Das ist eine gigantische Arbeits-, Energie- und Ressourcenverschwendung. Und das ist doch die eigentliche Ursache für einen etwaigen Fachkräftemangel! Dass auf der einen Seite zu viel gearbeitet wird, nämlich für das Wachsen der Müllhalde, und auf der anderen Seite eben die Arbeitskräfte fehlen. Deshalb plädiere ich dafür, dringend die Überproduktion einzudämmen, wodurch eine Menge an Arbeitskräften frei würde und man zum Beispiel auch die Arbeitszeit senken kann.
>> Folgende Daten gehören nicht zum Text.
//! Conversion from sRGB to the CIELAB color space.
//!
//! The conversion goes sRGB → linear RGB → CIE XYZ → CIELAB using the sRGB primaries
//! and the D65 reference white. All math is done in `f32`, one pixel at a time,
//! so the batch functions give exactly the same results as converting each color by itself.
//!
//! # Examples
//! ```
//! # use labmatch::lab::rgb_to_lab;
//! let [l, a, b] = rgb_to_lab([1.0, 1.0, 1.0]);
//! assert!((l - 100.0).abs() < 1e-3 && a.abs() < 1e-3 && b.abs() < 1e-3);
//! ```

use crate::Sample;
use palette::{cast, Lab, Srgb};
#[cfg(feature = "threads")]
use rayon::prelude::*;

/// Values at or below this threshold are in the linear segment of the sRGB transfer function.
const SRGB_LINEAR_THRESHOLD: f32 = 0.04045;

/// Rows map linear `[r, g, b]` to `X`, `Y`, and `Z`.
const XYZ_FROM_LINEAR_SRGB: [[f32; 3]; 3] = [
    [0.4124564, 0.3575761, 0.1804375],
    [0.2126729, 0.7151522, 0.0721750],
    [0.0193339, 0.1191920, 0.9503041],
];

/// The D65 reference white `(Xn, Yn, Zn)`.
const D65_WHITE: [f32; 3] = [0.95047, 1.00000, 1.08883];

/// `(6/29)^3`
const EPSILON: f32 = 216.0 / 24389.0;

/// `(1/3) * (29/6)^2`
const KAPPA: f32 = 841.0 / 108.0;

/// `4/29`
const OFFSET: f32 = 4.0 / 29.0;

/// Removes the sRGB transfer function from a component in `0.0..=1.0`.
#[must_use]
#[inline]
pub fn srgb_to_linear(u: f32) -> f32 {
    if u <= SRGB_LINEAR_THRESHOLD {
        u / 12.92
    } else {
        ((u + 0.055) / 1.055).powf(2.4)
    }
}

/// Converts linear sRGB to CIE XYZ.
#[must_use]
#[inline]
pub fn linear_to_xyz(rgb: [f32; 3]) -> [f32; 3] {
    XYZ_FROM_LINEAR_SRGB.map(|[r, g, b]| r * rgb[0] + g * rgb[1] + b * rgb[2])
}

/// The CIELAB companding function.
#[inline]
fn lab_f(t: f32) -> f32 {
    if t > EPSILON {
        t.cbrt()
    } else {
        t * KAPPA + OFFSET
    }
}

/// Converts CIE XYZ (relative to the D65 white) to CIELAB as `[L, a, b]`.
#[must_use]
#[inline]
pub fn xyz_to_lab(xyz: [f32; 3]) -> [f32; 3] {
    let [fx, fy, fz] = [0, 1, 2].map(|i| lab_f(xyz[i] / D65_WHITE[i]));
    [116.0 * fy - 16.0, 500.0 * (fx - fy), 200.0 * (fy - fz)]
}

/// Converts an sRGB color with components in `0.0..=1.0` to CIELAB as `[L, a, b]`.
///
/// Components at exactly `0.0` or `1.0` (or slightly outside the range) are handled
/// without producing `NAN`.
#[must_use]
#[inline]
pub fn rgb_to_lab(rgb: [f32; 3]) -> [f32; 3] {
    xyz_to_lab(linear_to_xyz(rgb.map(srgb_to_linear)))
}

/// Converts an sRGB color with components in `0.0..=1.0` to a [`Lab`] color.
#[must_use]
#[inline]
pub fn srgb_to_lab(color: Srgb<f32>) -> Lab {
    cast::from_array(rgb_to_lab(cast::into_array(color)))
}

/// Converts an 8-bit sRGB color to a [`Lab`] color.
///
/// The components are normalized the same way as `u8` image samples,
/// so a pixel with the exact color of a palette entry converts to the exact same [`Lab`] value.
#[must_use]
#[inline]
pub fn srgb_u8_to_lab(color: Srgb<u8>) -> Lab {
    cast::from_array(rgb_to_lab(cast::into_array(color).map(Sample::to_unit)))
}

/// Converts a slice of sRGB colors to [`Lab`] colors.
#[must_use]
pub fn srgb_to_lab_slice(colors: &[Srgb<f32>]) -> Vec<Lab> {
    colors.iter().copied().map(srgb_to_lab).collect()
}

/// Converts a slice of sRGB colors to [`Lab`] colors in parallel.
#[cfg(feature = "threads")]
#[must_use]
pub fn srgb_to_lab_slice_par(colors: &[Srgb<f32>]) -> Vec<Lab> {
    colors.par_iter().copied().map(srgb_to_lab).collect()
}

#[cfg(test)]
mod tests {
    use super::*;
    use crate::tests::*;

    fn assert_close(actual: [f32; 3], expected: [f32; 3], tolerance: f32) {
        for (a, e) in actual.into_iter().zip(expected) {
            assert!((a - e).abs() <= tolerance, "{actual:?} != {expected:?}");
        }
    }

    #[test]
    fn known_values() {
        assert_close(rgb_to_lab([0.0, 0.0, 0.0]), [0.0, 0.0, 0.0], 1e-4);
        assert_close(rgb_to_lab([1.0, 1.0, 1.0]), [100.0, 0.0, 0.0], 1e-3);
        assert_close(rgb_to_lab([1.0, 0.0, 0.0]), [53.24, 80.09, 67.20], 0.1);
        assert_close(rgb_to_lab([0.0, 1.0, 0.0]), [87.73, -86.18, 83.18], 0.1);
        assert_close(rgb_to_lab([0.0, 0.0, 1.0]), [32.30, 79.19, -107.86], 0.1);
        assert_close(rgb_to_lab([0.5, 0.5, 0.5]), [53.39, 0.0, 0.0], 0.01);
    }

    #[test]
    fn transfer_function_segments() {
        #[allow(clippy::float_cmp)]
        {
            assert_eq!(srgb_to_linear(0.0), 0.0);
            assert_eq!(srgb_to_linear(SRGB_LINEAR_THRESHOLD), SRGB_LINEAR_THRESHOLD / 12.92);
        }
        assert!((srgb_to_linear(1.0) - 1.0).abs() < 1e-6);

        // continuous across the threshold
        let below = srgb_to_linear(SRGB_LINEAR_THRESHOLD);
        let above = srgb_to_linear(SRGB_LINEAR_THRESHOLD + 1e-6);
        assert!((above - below).abs() < 1e-5);
    }

    #[test]
    fn companding_is_continuous() {
        let below = lab_f(EPSILON);
        let above = lab_f(EPSILON * (1.0 + 1e-6));
        assert!((above - below).abs() < 1e-4);
    }

    #[test]
    fn out_of_range_inputs_stay_finite() {
        for rgb in [[-0.1, 0.0, 0.0], [1.1, 1.0, 1.0], [-1.0, 2.0, 0.5]] {
            assert!(rgb_to_lab(rgb).iter().all(|c| c.is_finite()));
        }
    }

    #[test]
    fn lightness_is_monotonic_for_grays() {
        let mut prev = f32::NEG_INFINITY;
        for v in 0..=u8::MAX {
            let l = srgb_u8_to_lab(Srgb::new(v, v, v)).l;
            assert!(l > prev);
            prev = l;
        }
    }

    #[test]
    fn batch_matches_single() {
        let colors = test_data_1024()
            .into_iter()
            .map(|c| c.into_format())
            .collect::<Vec<Srgb<f32>>>();

        let expected = colors.iter().copied().map(srgb_to_lab).collect::<Vec<_>>();
        assert_eq!(srgb_to_lab_slice(&colors), expected);

        #[cfg(feature = "threads")]
        assert_eq!(srgb_to_lab_slice_par(&colors), expected);

        assert!(srgb_to_lab_slice(&[]).is_empty());
    }
}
Norbert J. Huber, Neumarkt in Salzburg

Zu hohe Steuern

Als Österreicher ist man gewohnt, einen der höchsten Steuersätze in der EU zu bezahlen. Engagement und Arbeit lohnt sich nicht wirklich in unserem Land, da die Steuern mehr als die Hälfte wegfressen. Um so erstaunlicher ist es, dass unter einer ÖVP-Regierung, die lautstark gegen die Vermögenssteuer auftritt, klammheimlich eine Vermögenssteuer unter dem klingenden Namen Zweitwohnsitz-Abgabe oder Leerstandsabgabe eingeführt wurde! Man darf gespannt sein, was den Politikern in Zukunft noch einfällt, um der Bevölkerung noch mehr Geld aus der Tasche zu ziehen.